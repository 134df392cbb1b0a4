//! Waveform plot using egui_plot
//!
//! Displays the current synthetic waveform on a fixed seconds axis. The plot
//! is a read-only monitor strip: zoom, drag and scroll are disabled so the
//! trace always fills the same window.

use crate::config::ExerciseSettings;
use crate::waveform::export::TimeAxis;
use crate::waveform::Waveform;
use egui::{Color32, Ui};
use egui_plot::{Line, Plot, PlotPoints};

/// Trace color of the monitor
pub const TRACE_COLOR: Color32 = Color32::from_rgb(0x22, 0xc5, 0x5e);

/// Vertical extent of the monitor in amplitude units
const Y_RANGE: (f64, f64) = (-2.0, 2.0);

/// Plot view configuration
#[derive(Debug, Clone)]
pub struct WaveformView {
    /// Whether to show grid lines
    pub show_grid: bool,
    /// Trace width
    pub line_width: f32,
    /// Time axis of the trace
    pub axis: TimeAxis,
}

impl Default for WaveformView {
    fn default() -> Self {
        Self {
            show_grid: true,
            line_width: 2.0,
            axis: TimeAxis::default(),
        }
    }
}

impl WaveformView {
    /// Create a WaveformView from exercise settings
    pub fn from_settings(settings: &ExerciseSettings) -> Self {
        Self {
            show_grid: settings.show_grid,
            line_width: settings.line_width,
            ..Default::default()
        }
    }

    /// X-axis bounds for a trace of `samples` samples
    pub fn x_bounds(&self, samples: usize) -> (f64, f64) {
        let span = samples.max(1) as f64 * self.axis.seconds_per_sample;
        (self.axis.start, self.axis.start + span)
    }

    /// Render the plot. An empty strip is shown until a waveform exists.
    pub fn render(&self, ui: &mut Ui, waveform: Option<&Waveform>, expected_len: usize) {
        let samples = waveform.map(Waveform::len).unwrap_or(expected_len);
        let (x_min, x_max) = self.x_bounds(samples);

        let plot = Plot::new("ecg_waveform")
            .allow_zoom(false)
            .allow_drag(false)
            .allow_scroll(false)
            .allow_boxed_zoom(false)
            .show_axes(true)
            .show_grid(self.show_grid)
            .x_axis_label("seconds")
            .include_x(x_min)
            .include_x(x_max)
            .include_y(Y_RANGE.0)
            .include_y(Y_RANGE.1);

        plot.show(ui, |plot_ui| {
            if let Some(waveform) = waveform {
                let points: PlotPoints =
                    waveform.as_plot_points(self.axis.start, self.axis.seconds_per_sample).into();
                let line = Line::new("ECG", points)
                    .color(TRACE_COLOR)
                    .width(self.line_width);
                plot_ui.line(line);
            }
        });
    }
}
//! Source generation: document tree + bindings contract back to view-file
//! text.
//!
//! Generation goes through the `js_ast` output tree so the result can be
//! structurally validated before printing. Output is deterministic; parsing
//! generated output yields an equivalent tree (`Empty` roots come back as
//! childless fragments, which generate identically from then on).

use crate::annotations;
use crate::ast::{Bindings, DocumentNode, NodeKind, PropEntry, PropValue};
use crate::error::GeneratorError;
use crate::js_ast::{literal_from_json, JsNode, JsxAttr, JsxAttrValue, Printer};

/// Component names re-exported by the core package, imported unconditionally
/// so edits can introduce any of them without touching imports
const CORE_COMPONENTS: [&str; 11] = [
    "Screen", "Stack", "HStack", "Grid", "Text", "Button", "Input", "Card", "Avatar", "Image",
    "Divider",
];

const CORE_PACKAGE: &str = "@visual-rn/core";

/// Generate view-file source with the default component name
pub fn generate(tree: &DocumentNode, bindings: &Bindings) -> Result<String, GeneratorError> {
    Generator::new().generate(tree, bindings)
}

pub struct Generator {
    component_name: String,
}

impl Default for Generator {
    fn default() -> Self {
        Self::new()
    }
}

impl Generator {
    pub fn new() -> Self {
        Self {
            component_name: "ComponentView".to_string(),
        }
    }

    pub fn with_component_name(name: impl Into<String>) -> Self {
        Self {
            component_name: name.into(),
        }
    }

    pub fn generate(
        &self,
        tree: &DocumentNode,
        bindings: &Bindings,
    ) -> Result<String, GeneratorError> {
        let program = JsNode::Program {
            body: vec![
                JsNode::ImportDefault {
                    local: "React".to_string(),
                    source: "react".to_string(),
                },
                JsNode::ImportNamed {
                    names: CORE_COMPONENTS.iter().map(|s| s.to_string()).collect(),
                    source: CORE_PACKAGE.to_string(),
                },
                JsNode::Blank,
                JsNode::BlockComment {
                    text: annotations::render_bindings_comment(bindings),
                },
                JsNode::Blank,
                JsNode::ExportDefaultFunction {
                    name: self.component_name.clone(),
                    params: vec!["state".to_string(), "actions".to_string()],
                    body: Box::new(JsNode::Return {
                        argument: Box::new(node_to_jsx(tree)),
                    }),
                },
            ],
        };

        program.validate()?;
        Ok(Printer::new().print(&program))
    }
}

/// Lower a document node into the JSX output tree
fn node_to_jsx(node: &DocumentNode) -> JsNode {
    let children: Vec<JsNode> = node
        .children
        .iter()
        .filter(|child| child.kind != NodeKind::Empty)
        .map(|child| node_to_jsx(child))
        .collect();

    match node.kind {
        NodeKind::Empty | NodeKind::Fragment => JsNode::JsxFragment { children },
        NodeKind::Element => {
            let self_closing = children.is_empty();
            JsNode::JsxElement {
                name: node.name.clone(),
                attributes: node.props.iter().map(prop_to_attr).collect(),
                children,
                self_closing,
            }
        }
    }
}

/// Lower one prop into a JSX attribute. Every `PropValue` variant is handled;
/// `true` values collapse to the bare-attribute shorthand.
fn prop_to_attr(entry: &PropEntry) -> JsxAttr {
    let value = match &entry.value {
        PropValue::StringLiteral { value } => Some(JsxAttrValue::StringLiteral(value.clone())),
        PropValue::BooleanShorthand | PropValue::BooleanLiteral { value: true } => None,
        PropValue::BooleanLiteral { value: false } => {
            Some(JsxAttrValue::Expression(JsNode::BooleanLiteral(false)))
        }
        PropValue::NumberLiteral { value } => {
            Some(JsxAttrValue::Expression(JsNode::NumberLiteral(*value)))
        }
        PropValue::NullLiteral => Some(JsxAttrValue::Expression(JsNode::NullLiteral)),
        PropValue::BindingExpression { path } => {
            Some(JsxAttrValue::Expression(JsNode::Identifier(path.clone())))
        }
        PropValue::RawExpression { source } => Some(JsxAttrValue::Expression(raw_value(source))),
    };

    JsxAttr {
        name: entry.name.clone(),
        value,
    }
}

/// Re-detect structured literals inside raw expression text so arrays and
/// objects print canonically instead of byte-for-byte
fn raw_value(source: &str) -> JsNode {
    match serde_json::from_str::<serde_json::Value>(source) {
        Ok(value) if value.is_array() || value.is_object() => literal_from_json(&value),
        _ => JsNode::Raw(source.to_string()),
    }
}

-*-*-

REQUIRED ACTION:
Wherever the word "NumberLiteral" appears in the listing above, copy that line.

EXERCISE SOLUTION:
        PropValue::NumberLiteral { value } => {
            Some(JsxAttrValue::Expression(JsNode::NumberLiteral(*value)))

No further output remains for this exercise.